Für die Kohortenstudie werteten die Forschenden die Daten von 5142 US-amerikanischen Teilnehmenden mit einem Durchschnittsalter von 75 Jahren über eine Beobachtungszeit von etwa zehn Jahren aus. Voraussetzung war, dass zu Beginn keine Hinweise auf eine koronare Herzkrankheit vorlagen. Der Geruchssinn wurde anhand eines einfachen Tests in die drei Kategorien »gut«, »mittelmäßig« oder »schlecht« eingestuft.

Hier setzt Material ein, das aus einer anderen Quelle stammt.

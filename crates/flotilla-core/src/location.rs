//! Archive location URIs.
//!
//! An archive only records where its content lives. Fetching is left to
//! whichever download registry the deployer is wired to; this module just
//! makes sure the location is one of the schemes that registry understands.

use std::fmt;

use serde::{Deserialize, Serialize};
use thiserror::Error;

#[derive(Debug, Clone, Serialize, Deserialize, PartialEq, Eq)]
#[serde(tag = "scheme", rename_all = "snake_case")]
pub enum Location {
    /// OCI registry: oci://registry.example.com/releases/api:v1.4.0
    Oci { registry: String, repository: String, tag: String },
    /// HTTP(S): https://releases.example.com/api-1.4.0.tar.gz
    Http { url: String },
    /// S3: s3://bucket/releases/api-1.4.0.tar.gz
    S3 { bucket: String, key: String },
    /// Git: git://github.com/org/repo.git#ref
    Git { url: String, reference: String },
    /// Local file: file:///srv/releases/api.tar.gz or ./relative/path
    File { path: String },
}

#[derive(Debug, Error)]
pub enum LocationError {
    #[error("unsupported location scheme: {0}")]
    UnsupportedScheme(String),
    #[error("invalid location URI: {0}")]
    InvalidUri(String),
}

impl Location {
    pub fn parse(uri: &str) -> Result<Self, LocationError> {
        let uri = uri.trim();
        if uri.is_empty() {
            return Err(LocationError::InvalidUri(uri.to_string()));
        }

        if let Some(rest) = uri.strip_prefix("oci://") {
            let (repo_path, tag) = match rest.rsplit_once(':') {
                // A colon before the last slash is a registry port, not a tag.
                Some((path, tag)) if !tag.contains('/') => (path, tag),
                _ => (rest, "latest"),
            };
            let (registry, repository) = repo_path
                .split_once('/')
                .filter(|(registry, repository)| !registry.is_empty() && !repository.is_empty())
                .ok_or_else(|| LocationError::InvalidUri(uri.to_string()))?;
            Ok(Location::Oci {
                registry: registry.to_string(),
                repository: repository.to_string(),
                tag: tag.to_string(),
            })
        } else if uri.starts_with("https://") || uri.starts_with("http://") {
            Ok(Location::Http { url: uri.to_string() })
        } else if let Some(rest) = uri.strip_prefix("s3://") {
            let (bucket, key) = rest
                .split_once('/')
                .filter(|(bucket, key)| !bucket.is_empty() && !key.is_empty())
                .ok_or_else(|| LocationError::InvalidUri(uri.to_string()))?;
            Ok(Location::S3 {
                bucket: bucket.to_string(),
                key: key.to_string(),
            })
        } else if uri.starts_with("git://") {
            let (url, reference) = uri.rsplit_once('#').unwrap_or((uri, "main"));
            Ok(Location::Git {
                url: url.to_string(),
                reference: reference.to_string(),
            })
        } else if let Some(path) = uri.strip_prefix("file://") {
            Ok(Location::File { path: path.to_string() })
        } else if uri.starts_with("./") || uri.starts_with('/') {
            Ok(Location::File { path: uri.to_string() })
        } else {
            Err(LocationError::UnsupportedScheme(uri.to_string()))
        }
    }

    pub fn scheme(&self) -> &'static str {
        match self {
            Location::Oci { .. } => "oci",
            Location::Http { .. } => "http",
            Location::S3 { .. } => "s3",
            Location::Git { .. } => "git",
            Location::File { .. } => "file",
        }
    }
}

impl fmt::Display for Location {
    fn fmt(&self, f: &mut fmt::Formatter<'_>) -> fmt::Result {
        match self {
            Location::Oci { registry, repository, tag } => {
                write!(f, "oci://{registry}/{repository}:{tag}")
            }
            Location::Http { url } => f.write_str(url),
            Location::S3 { bucket, key } => write!(f, "s3://{bucket}/{key}"),
            Location::Git { url, reference } => write!(f, "{url}#{reference}"),
            Location::File { path } => write!(f, "file://{path}"),
        }
    }
}

impl std::str::FromStr for Location {
    type Err = LocationError;

    fn from_str(s: &str) -> Result<Self, Self::Err> {
        Location::parse(s)
    }
}
//! Gossip transport contract.
//!
//! The membership layer never speaks a wire protocol itself. It consumes a
//! `Gossip` implementation that owns peer discovery, failure detection and
//! message fan-out, and translates that into `Peer` snapshots.

use std::net::SocketAddr;
use std::time::Duration;

use async_trait::async_trait;
use serde::{Deserialize, Serialize};
use tokio::sync::broadcast;
use tracing::debug;

use flotilla_core::{Peer, PeerFlags};

use crate::error::GossipError;

/// Liveness of a node as judged by the failure detector.
#[derive(Debug, Clone, Copy, PartialEq, Eq)]
pub enum NodeState {
    Alive,
    Suspect,
    Dead,
    Left,
}

/// A row of the gossip membership table.
#[derive(Debug, Clone, PartialEq, Eq)]
pub struct GossipNode {
    pub name: String,
    pub addr: SocketAddr,
    /// Opaque metadata; Flotilla stores encoded `NodeMeta` here.
    pub meta: Vec<u8>,
    pub state: NodeState,
}

/// Notifications from the gossip engine.
#[derive(Debug, Clone)]
pub enum GossipEvent {
    Joined(GossipNode),
    Updated(GossipNode),
    Left(GossipNode),
    /// A user payload broadcast by some member.
    Message(Vec<u8>),
}

#[async_trait]
pub trait Gossip: Send + Sync {
    fn local_node(&self) -> GossipNode;

    /// Every node the local engine knows about, including departed ones.
    fn members(&self) -> Vec<GossipNode>;

    /// Contact `addrs`; returns how many were joined.
    async fn join(&self, addrs: &[SocketAddr]) -> Result<usize, GossipError>;

    async fn leave(&self, timeout: Duration) -> Result<(), GossipError>;

    fn broadcast(&self, payload: Vec<u8>) -> Result<(), GossipError>;

    fn subscribe(&self) -> broadcast::Receiver<GossipEvent>;
}

/// What a Flotilla node advertises in its gossip metadata.
#[derive(Debug, Clone, Copy, PartialEq, Eq, Serialize, Deserialize)]
pub struct NodeMeta {
    pub flags: PeerFlags,
}

impl NodeMeta {
    pub fn encode(&self) -> Vec<u8> {
        // Serializing a flag set cannot fail.
        serde_json::to_vec(self).unwrap_or_default()
    }

    pub fn decode(bytes: &[u8]) -> Option<Self> {
        serde_json::from_slice(bytes).ok()
    }
}

/// Translate a gossip row into a peer snapshot.
///
/// Nodes without readable metadata are treated as observers: they show up
/// in the view but are never deploy targets.
pub fn peer_from_node(node: &GossipNode) -> Peer {
    let mut flags = match NodeMeta::decode(&node.meta) {
        Some(meta) => meta.flags,
        None => {
            debug!(node = %node.name, "unreadable gossip metadata, treating as lurker");
            PeerFlags::LURKER
        }
    };
    // Liveness comes from the failure detector, not from what the node claims.
    flags.remove(PeerFlags::ALIVE);
    if matches!(node.state, NodeState::Alive | NodeState::Suspect) {
        flags.insert(PeerFlags::ALIVE);
    }
    Peer {
        name: node.name.clone(),
        addr: node.addr,
        flags,
    }
}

Während der Nachbeobachtungszeit von 9,6 Jahren kam es zu 280 koronaren Ereignissen. Dabei zeigte sich ein erhöhtes Risiko für eine koronare Herzkrankheit bei Teilnehmenden mit mäßigem und schlechtem Geruchssinn – vor allem in den ersten vier Jahren nach dem Riechtest. Mit zunehmender Beobachtungsdauer schwächte sich dieser Zusammenhang jedoch ab. In der ersten Phase war das Risiko bei Personen mit schlechtem Geruchssinn jedoch nahezu doppelt so hoch wie bei jenen mit gutem Geruchssinn.
Die Studie legt nahe, dass die Nase ein Indikator für ein erhöhtes Risiko für koronare Herzkrankheiten sein kann – und dass ein nachlassender Geruchssinn ein Anlass sein sollte, auch die Herz-Kreislauf-Gesundheit präventiv überprüfen zu lassen.